Recent Accounting Pronouncements
In April 2014, the Financial Accounting Standards Board (FASB) issued an accounting update that raises the threshold for disposals to qualify as discontinued operations and allows companies to have significant continuing involvement with and continuing cash flows from or to the discontinued operations. This accounting update also requires additional disclosures for discontinued operations and new disclosures for individually material disposal transactions that do not meet the definition of a discontinued operation. This guidance will be effective for fiscal years beginning after December 15, 2014, with early adoption permitted. The Company does not expect that the adoption of the guidance will have a material impact on the Company's financial statements.

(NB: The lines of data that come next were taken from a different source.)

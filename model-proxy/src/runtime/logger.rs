use std::time::Duration;

use model_proxy_task::ChildTask;
use tokio::io::{AsyncBufReadExt as _, AsyncRead, BufReader};
use tokio::process::Child;
use tracing::Level;

/// Runtime output lines above this size are dropped and replaced by a
/// synthetic warning.
const MAX_LINE_BYTES: usize = 250 * 1024;
const SYNTHETIC_PREFIX_CHARS: usize = 64;

/// The two line tails attached to the runtime's stdout and stderr.
pub struct RuntimeLogs {
    stdout: Option<ChildTask<()>>,
    stderr: Option<ChildTask<()>>,
}

impl RuntimeLogs {
    /// Takes the stdio pipes off the child and starts one tail task per
    /// stream. stdout lines default to INFO, stderr lines to WARN.
    pub(crate) fn start(child: &mut Child) -> Self {
        let stdout = match child.stdout.take() {
            Some(pipe) => Some(ChildTask::spawn(tail(pipe, Level::INFO))),
            None => {
                warn!("failed to capture stdout of runtime");
                None
            }
        };
        let stderr = match child.stderr.take() {
            Some(pipe) => Some(ChildTask::spawn(tail(pipe, Level::WARN))),
            None => {
                warn!("failed to capture stderr of runtime");
                None
            }
        };
        RuntimeLogs { stdout, stderr }
    }

    /// Joins both tails with a wall-clock cap. The tails end on their own
    /// once the child closes its side of the pipes.
    pub async fn flush(self, timeout: Duration) {
        let join = async {
            if let Some(task) = self.stdout {
                let _ = task.join().await;
            }
            if let Some(task) = self.stderr {
                let _ = task.join().await;
            }
        };
        if tokio::time::timeout(timeout, join).await.is_err() {
            warn!("timed out waiting for log flushing; some runtime output may be lost");
        }
    }
}

async fn tail<R>(pipe: R, default_level: Level)
where
    R: AsyncRead + Unpin,
{
    let mut lines = BufReader::new(pipe).lines();
    loop {
        match lines.next_line().await {
            Ok(Some(line)) => emit_line(&line, default_level),
            Ok(None) => break,
            Err(error) => {
                warn!(%error, "failed to read runtime output");
                break;
            }
        }
    }
}

fn emit_line(line: &str, default_level: Level) {
    let line = line.trim();
    if line.is_empty() {
        return;
    }
    if line.len() > MAX_LINE_BYTES {
        let prefix: String = line.chars().take(SYNTHETIC_PREFIX_CHARS).collect();
        warn!("runtime output is too long. Maximum of 250kB per line. [{prefix}...]");
        return;
    }
    emit(sniff_level(line).unwrap_or(default_level), line);
}

/// Structured runtime output carries its own level: a JSON object with a
/// `log_level` field is re-emitted at that level, raw JSON preserved.
fn sniff_level(line: &str) -> Option<Level> {
    let value: serde_json::Value = serde_json::from_str(line).ok()?;
    let level = value.as_object()?.get("log_level")?.as_str()?;
    parse_level(level)
}

fn parse_level(level: &str) -> Option<Level> {
    match level.to_ascii_lowercase().as_str() {
        "trace" => Some(Level::TRACE),
        "debug" => Some(Level::DEBUG),
        "info" => Some(Level::INFO),
        "warn" | "warning" => Some(Level::WARN),
        "error" | "fatal" | "panic" => Some(Level::ERROR),
        _ => None,
    }
}

fn emit(level: Level, line: &str) {
    match level {
        Level::TRACE => trace!(target: "runtime", "{line}"),
        Level::DEBUG => debug!(target: "runtime", "{line}"),
        Level::INFO => info!(target: "runtime", "{line}"),
        Level::WARN => warn!(target: "runtime", "{line}"),
        Level::ERROR => error!(target: "runtime", "{line}"),
    }
}
//! Utility functions for common operations.
//!
//! This module provides reusable utilities for:
//!
//! - **Link validation**: accept only absolute http(s) links from feed items
//! - **Text processing**: Unicode-aware width calculation, truncation, and
//!   stripping of terminal control sequences from untrusted text
//!
//! # Examples
//!
//! ```
//! use newsgrep::util::{validate_link, display_width, truncate_to_width};
//!
//! let url = validate_link("https://example.com/story").unwrap();
//! assert_eq!(url.scheme(), "https");
//!
//! assert_eq!(display_width("Hello 世界"), 10);
//! assert_eq!(truncate_to_width("Long article title", 10), "Long ar...");
//! ```

mod text;
mod url_validator;

pub use text::{
    collapse_whitespace, display_width, strip_control_chars, truncate_bytes, truncate_to_width,
};
pub use url_validator::{validate_link, LinkError};
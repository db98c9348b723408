use std::fmt::Write;

use crate::feed::{Outcome, SearchError};
use crate::host::HostContext;
use crate::query::Query;
use crate::render::{user_message, NO_RESULTS};
use crate::util::{strip_control_chars, truncate_to_width};

/// Indent for the detail lines under each numbered title
const DETAIL_INDENT: &str = "    ";

/// Renders an outcome for a terminal.
///
/// Titles are truncated to `width` columns. Every remote string passes
/// through [`strip_control_chars`] first, so feed content cannot emit
/// escape sequences.
///
/// # Arguments
///
/// * `query` - Echoed in the heading
/// * `outcome` - The single outcome of the search
/// * `ctx` - Parse failure details are printed only for privileged debug sessions
/// * `width` - Column budget for each title line, including its number
pub fn render_text(
    query: Option<&Query>,
    outcome: &Outcome,
    ctx: &HostContext,
    width: usize,
) -> String {
    let mut out = String::new();

    match outcome {
        Outcome::EmptyQuery => {
            out.push_str("Please enter a search term to search Google News.\n");
        }
        Outcome::Failed(err) => {
            let _ = writeln!(out, "error: {}", user_message(err));
            if let SearchError::Parse(failure) = err {
                if ctx.show_raw_payloads() {
                    let _ = writeln!(
                        out,
                        "\nHTTP code: {} | Content-Type: {}",
                        failure.status,
                        strip_control_chars(failure.content_type.as_deref().unwrap_or(""))
                    );
                    let _ = writeln!(out, "Parser: {}", failure.direct_error);
                    let _ = writeln!(out, "--- response body ---");
                    let _ = writeln!(out, "{}", strip_control_chars(&failure.body));
                }
            }
        }
        Outcome::NoResults => {
            heading(&mut out, query);
            let _ = writeln!(out, "{}", NO_RESULTS);
        }
        Outcome::Success(items) => {
            heading(&mut out, query);
            let number_width = items.len().to_string().len();
            for (i, item) in items.iter().enumerate() {
                let prefix = format!("{:>w$}. ", i + 1, w = number_width);
                let title = strip_control_chars(&item.title);
                let room = width.saturating_sub(prefix.len());
                let _ = writeln!(out, "{}{}", prefix, truncate_to_width(&title, room));

                let mut meta = Vec::new();
                if let Some(source) = &item.source {
                    meta.push(strip_control_chars(source).into_owned());
                }
                if let Some(published) = item.published {
                    meta.push(published.format("%Y-%m-%d %H:%M UTC").to_string());
                }
                if !meta.is_empty() {
                    let _ = writeln!(out, "{}{}", DETAIL_INDENT, meta.join(" | "));
                }
                let _ = writeln!(out, "{}{}", DETAIL_INDENT, strip_control_chars(&item.link));
            }
        }
    }

    out
}

fn heading(out: &mut String, query: Option<&Query>) {
    let q = query.map(Query::as_str).unwrap_or("");
    let _ = writeln!(out, "Search results for: {}\n", q);
}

In May 2014, the FASB issued new accounting guidance related to revenue recognition. This new standard will replace all current GAAP guidance on this topic and eliminate all industry-specific guidance. The new revenue recognition standard provides a unified model to determine when and how revenue is recognized. The core principle is that a company should recognize revenue to depict the transfer of promised goods or services to customers in an amount that reflects the consideration for which the entity expects to be entitled in exchange for those goods or services. This guidance will be effective for fiscal years beginning after December 16, 2016, including interim periods within that reporting period, and can be applied either retrospectively to each period presented or as a cumulative-effect adjustment as of the date of adoption. Early adoption is prohibited. The Company is evaluating the timing and impact of adopting this new accounting standard on its financial statements and related disclosures.
In June 2014, the FASB issued new accounting guidance related to stock compensation. The new standard requires that a performance target that affects vesting, and that could be achieved after the requisite service period, be treated as a performance condition. As such, the performance target should not be reflected in estimating the grant date fair value of the award. This update further clarifies that compensation cost should be recognized in the period in which it becomes probable that the performance target will be achieved and should represent the compensation cost attributable to the periods for which the requisite service has already been rendered. The new standard is effective for fiscal years, and interim periods within those fiscal years, beginning after December 15, 2015 and can be applied either prospectively or retrospectively to all awards outstanding as of the beginning of the earliest annual period presented as an adjustment to opening retained earnings. Early adoption is permitted. The Company does not expect that the adoption of the guidance will have a material impact on the Company's financial statements.
In August 2014, the FASB issued new accounting guidance which requires management to evaluate whether there is substantial doubt about an entity’s ability to continue as a going concern and provide related footnote disclosures. The guidance is effective for annual and interim reporting periods beginning on or after December 15, 2016. Early adoption is permitted. The Company does not expect that the adoption of the guidance will have a material impact on the Company’s financial statements.